Assignment: Look through the data that follows and say how many of its lines contain "exists", giving the number only.

[Stored items]
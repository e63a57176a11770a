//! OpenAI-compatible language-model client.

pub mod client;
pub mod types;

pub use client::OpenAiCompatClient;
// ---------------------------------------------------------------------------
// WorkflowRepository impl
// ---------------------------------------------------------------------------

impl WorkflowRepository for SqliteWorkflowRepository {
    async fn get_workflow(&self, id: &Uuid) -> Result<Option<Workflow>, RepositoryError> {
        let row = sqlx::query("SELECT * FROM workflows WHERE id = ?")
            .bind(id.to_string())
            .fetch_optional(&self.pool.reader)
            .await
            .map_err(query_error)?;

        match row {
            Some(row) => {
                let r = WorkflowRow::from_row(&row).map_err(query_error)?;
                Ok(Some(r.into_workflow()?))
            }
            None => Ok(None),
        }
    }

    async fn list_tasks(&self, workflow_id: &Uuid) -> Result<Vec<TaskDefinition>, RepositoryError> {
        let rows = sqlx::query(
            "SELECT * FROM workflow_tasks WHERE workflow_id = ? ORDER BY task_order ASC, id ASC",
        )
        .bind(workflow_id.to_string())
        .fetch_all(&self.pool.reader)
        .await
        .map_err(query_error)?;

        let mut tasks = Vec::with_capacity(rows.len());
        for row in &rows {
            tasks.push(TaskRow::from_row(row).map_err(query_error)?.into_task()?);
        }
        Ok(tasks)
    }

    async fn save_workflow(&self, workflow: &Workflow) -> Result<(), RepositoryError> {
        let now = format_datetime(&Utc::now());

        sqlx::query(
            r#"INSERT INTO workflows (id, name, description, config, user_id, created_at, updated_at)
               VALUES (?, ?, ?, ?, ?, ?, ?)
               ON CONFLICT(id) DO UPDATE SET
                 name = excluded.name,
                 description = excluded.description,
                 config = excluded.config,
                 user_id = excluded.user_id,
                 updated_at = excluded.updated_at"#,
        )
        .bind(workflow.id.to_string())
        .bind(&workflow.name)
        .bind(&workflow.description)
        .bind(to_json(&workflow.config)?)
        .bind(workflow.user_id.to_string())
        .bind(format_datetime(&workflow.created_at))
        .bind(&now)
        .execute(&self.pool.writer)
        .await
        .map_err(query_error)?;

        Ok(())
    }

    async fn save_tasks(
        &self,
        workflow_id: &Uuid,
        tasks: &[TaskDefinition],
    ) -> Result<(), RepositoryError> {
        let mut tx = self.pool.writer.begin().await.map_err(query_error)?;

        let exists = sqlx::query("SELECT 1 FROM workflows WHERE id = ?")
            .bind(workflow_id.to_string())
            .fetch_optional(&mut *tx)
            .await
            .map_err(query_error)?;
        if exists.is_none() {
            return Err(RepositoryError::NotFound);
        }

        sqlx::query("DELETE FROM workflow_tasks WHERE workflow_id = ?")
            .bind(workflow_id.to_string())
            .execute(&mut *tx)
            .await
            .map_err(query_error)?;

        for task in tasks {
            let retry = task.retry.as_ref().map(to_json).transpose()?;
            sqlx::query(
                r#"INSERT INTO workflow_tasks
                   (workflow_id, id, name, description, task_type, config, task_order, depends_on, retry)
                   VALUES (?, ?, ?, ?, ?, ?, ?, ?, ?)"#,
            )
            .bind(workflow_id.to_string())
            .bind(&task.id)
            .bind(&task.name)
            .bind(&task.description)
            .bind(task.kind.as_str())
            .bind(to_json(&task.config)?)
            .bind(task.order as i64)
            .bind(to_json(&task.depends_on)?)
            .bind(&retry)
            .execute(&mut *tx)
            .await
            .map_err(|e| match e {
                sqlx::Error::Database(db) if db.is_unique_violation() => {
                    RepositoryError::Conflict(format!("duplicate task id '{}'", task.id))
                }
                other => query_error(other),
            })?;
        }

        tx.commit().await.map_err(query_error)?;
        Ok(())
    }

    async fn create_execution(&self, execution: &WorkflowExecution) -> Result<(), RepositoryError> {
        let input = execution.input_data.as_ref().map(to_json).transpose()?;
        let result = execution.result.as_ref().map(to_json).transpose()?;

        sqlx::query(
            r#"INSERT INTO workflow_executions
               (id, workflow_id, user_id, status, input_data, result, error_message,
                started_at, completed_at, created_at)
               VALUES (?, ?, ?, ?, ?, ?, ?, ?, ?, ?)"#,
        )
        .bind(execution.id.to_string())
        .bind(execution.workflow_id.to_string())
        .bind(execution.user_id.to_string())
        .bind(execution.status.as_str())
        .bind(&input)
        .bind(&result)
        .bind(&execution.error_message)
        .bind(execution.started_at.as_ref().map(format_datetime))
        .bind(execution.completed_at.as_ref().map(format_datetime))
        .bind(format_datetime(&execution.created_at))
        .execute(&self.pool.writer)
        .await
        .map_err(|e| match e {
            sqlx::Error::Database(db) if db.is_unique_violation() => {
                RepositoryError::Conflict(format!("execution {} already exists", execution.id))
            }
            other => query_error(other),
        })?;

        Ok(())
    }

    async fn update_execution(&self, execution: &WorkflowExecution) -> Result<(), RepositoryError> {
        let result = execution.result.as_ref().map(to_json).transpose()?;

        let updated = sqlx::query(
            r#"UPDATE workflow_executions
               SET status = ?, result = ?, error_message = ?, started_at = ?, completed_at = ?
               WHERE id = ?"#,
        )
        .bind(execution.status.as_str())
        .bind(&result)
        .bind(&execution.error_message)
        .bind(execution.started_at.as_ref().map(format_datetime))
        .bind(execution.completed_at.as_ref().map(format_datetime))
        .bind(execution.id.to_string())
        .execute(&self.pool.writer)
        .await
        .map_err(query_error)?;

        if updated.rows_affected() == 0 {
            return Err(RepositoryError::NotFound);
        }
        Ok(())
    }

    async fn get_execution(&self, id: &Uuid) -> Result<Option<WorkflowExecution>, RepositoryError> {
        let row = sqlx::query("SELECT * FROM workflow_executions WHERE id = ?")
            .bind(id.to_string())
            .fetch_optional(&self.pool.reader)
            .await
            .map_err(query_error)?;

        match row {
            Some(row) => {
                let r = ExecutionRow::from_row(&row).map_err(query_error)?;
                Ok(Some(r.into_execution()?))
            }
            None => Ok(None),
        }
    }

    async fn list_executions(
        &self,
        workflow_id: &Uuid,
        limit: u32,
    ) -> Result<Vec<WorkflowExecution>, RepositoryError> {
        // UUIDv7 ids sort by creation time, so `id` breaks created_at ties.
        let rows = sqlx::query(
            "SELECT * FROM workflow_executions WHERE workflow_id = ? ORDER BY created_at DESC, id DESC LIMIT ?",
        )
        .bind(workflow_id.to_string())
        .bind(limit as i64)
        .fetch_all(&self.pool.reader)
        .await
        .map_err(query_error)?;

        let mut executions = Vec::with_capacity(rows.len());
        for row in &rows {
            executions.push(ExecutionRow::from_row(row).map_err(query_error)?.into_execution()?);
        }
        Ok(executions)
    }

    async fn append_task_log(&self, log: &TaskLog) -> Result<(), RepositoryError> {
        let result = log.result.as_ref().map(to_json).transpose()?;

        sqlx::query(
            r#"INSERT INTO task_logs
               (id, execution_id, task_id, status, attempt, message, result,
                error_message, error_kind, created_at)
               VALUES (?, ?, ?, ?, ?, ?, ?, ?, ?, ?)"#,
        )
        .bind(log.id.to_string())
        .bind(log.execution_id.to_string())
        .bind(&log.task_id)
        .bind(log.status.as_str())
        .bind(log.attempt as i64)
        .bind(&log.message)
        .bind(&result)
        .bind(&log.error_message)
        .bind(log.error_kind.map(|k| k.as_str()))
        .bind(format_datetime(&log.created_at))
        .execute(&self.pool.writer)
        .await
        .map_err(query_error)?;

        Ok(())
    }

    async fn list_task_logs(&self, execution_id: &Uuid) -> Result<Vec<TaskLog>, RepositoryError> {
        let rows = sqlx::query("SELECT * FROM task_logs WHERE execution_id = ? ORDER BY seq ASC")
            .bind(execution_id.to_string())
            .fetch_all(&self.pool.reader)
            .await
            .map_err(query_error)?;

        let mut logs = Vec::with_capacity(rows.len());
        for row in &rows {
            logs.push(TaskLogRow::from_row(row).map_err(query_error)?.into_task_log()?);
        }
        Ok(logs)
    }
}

Output of the exercise: 3